DIRECTIONS FOR THIS TASK ▸ Which lines in the records below mention the word "HttpState"? Copy each one out.

Stored records

►

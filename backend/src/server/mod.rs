//! Server construction and middleware wiring.

mod config;
mod state_builders;

pub use config::ServerConfig;
pub use state_builders::build_ports;

use actix_session::config::{CookieContentSecurity, PersistentSession};
use actix_session::{SessionMiddleware, storage::CookieSessionStore};
use actix_web::cookie::time::Duration;
use actix_web::dev::{Server, ServiceFactory, ServiceRequest, ServiceResponse};
use actix_web::{App, HttpServer, Scope, web};

use backend::Trace;
#[cfg(debug_assertions)]
use backend::doc::ApiDoc;
use backend::inbound::http::health::{HealthState, live, ready};
use backend::inbound::http::layout::load_layout;
use backend::inbound::http::pages::load_page;
use backend::inbound::http::pokemon::{get_pokemon_by_name, list_pokemon};
use backend::inbound::http::session_config::SessionSettings;
use backend::inbound::http::sessions::{create_session, delete_session};
use backend::inbound::http::state::HttpState;
#[cfg(debug_assertions)]
use utoipa::OpenApi;
#[cfg(debug_assertions)]
use utoipa_swagger_ui::SwaggerUi;

const SESSION_TTL_HOURS: i64 = 8;

/// Encrypted cookie session carrying the caller's access token.
fn session_middleware(settings: &SessionSettings) -> SessionMiddleware<CookieSessionStore> {
    SessionMiddleware::builder(CookieSessionStore::default(), settings.key.clone())
        .cookie_name("session".to_owned())
        .cookie_path("/".to_owned())
        .cookie_http_only(true)
        .cookie_secure(settings.cookie_secure)
        .cookie_same_site(settings.same_site)
        .cookie_content_security(CookieContentSecurity::Private)
        .session_lifecycle(
            PersistentSession::default().session_ttl(Duration::hours(SESSION_TTL_HOURS)),
        )
        .build()
}

fn api_scope(settings: SessionSettings) -> Scope<
    impl ServiceFactory<
        ServiceRequest,
        Config = (),
        Response = ServiceResponse,
        Error = actix_web::Error,
        InitError = (),
    >,
> {
    web::scope("/api/v1")
        .wrap(session_middleware(&settings))
        .service(list_pokemon)
        .service(get_pokemon_by_name)
        .service(load_layout)
        .service(create_session)
        .service(delete_session)
        .service(load_page)
}

/// Bind the HTTP server and mark the service ready.
///
/// # Errors
/// Propagates [`std::io::Error`] when binding the socket fails.
pub fn create_server(
    health_state: web::Data<HealthState>,
    config: ServerConfig,
) -> std::io::Result<Server> {
    let ServerConfig {
        session,
        bind_addr,
        ports,
    } = config;
    let http_state: web::Data<HttpState> = web::Data::new(ports.into_http_state());
    let probes = health_state.clone();

    let server = HttpServer::new(move || {
        let app = App::new()
            .app_data(probes.clone())
            .app_data(http_state.clone())
            .wrap(Trace)
            .service(api_scope(session.clone()))
            .service(ready)
            .service(live);

        #[cfg(debug_assertions)]
        let app = app
            .service(SwaggerUi::new("/docs").url("/api-docs/openapi.json", ApiDoc::openapi()));

        app
    })
    .bind(bind_addr)?
    .run();

    health_state.mark_ready();
    Ok(server)
}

◄

WRITTEN RESPONSE ▸
use backend::inbound::http::state::HttpState;
    let http_state: web::Data<HttpState> = web::Data::new(ports.into_http_state());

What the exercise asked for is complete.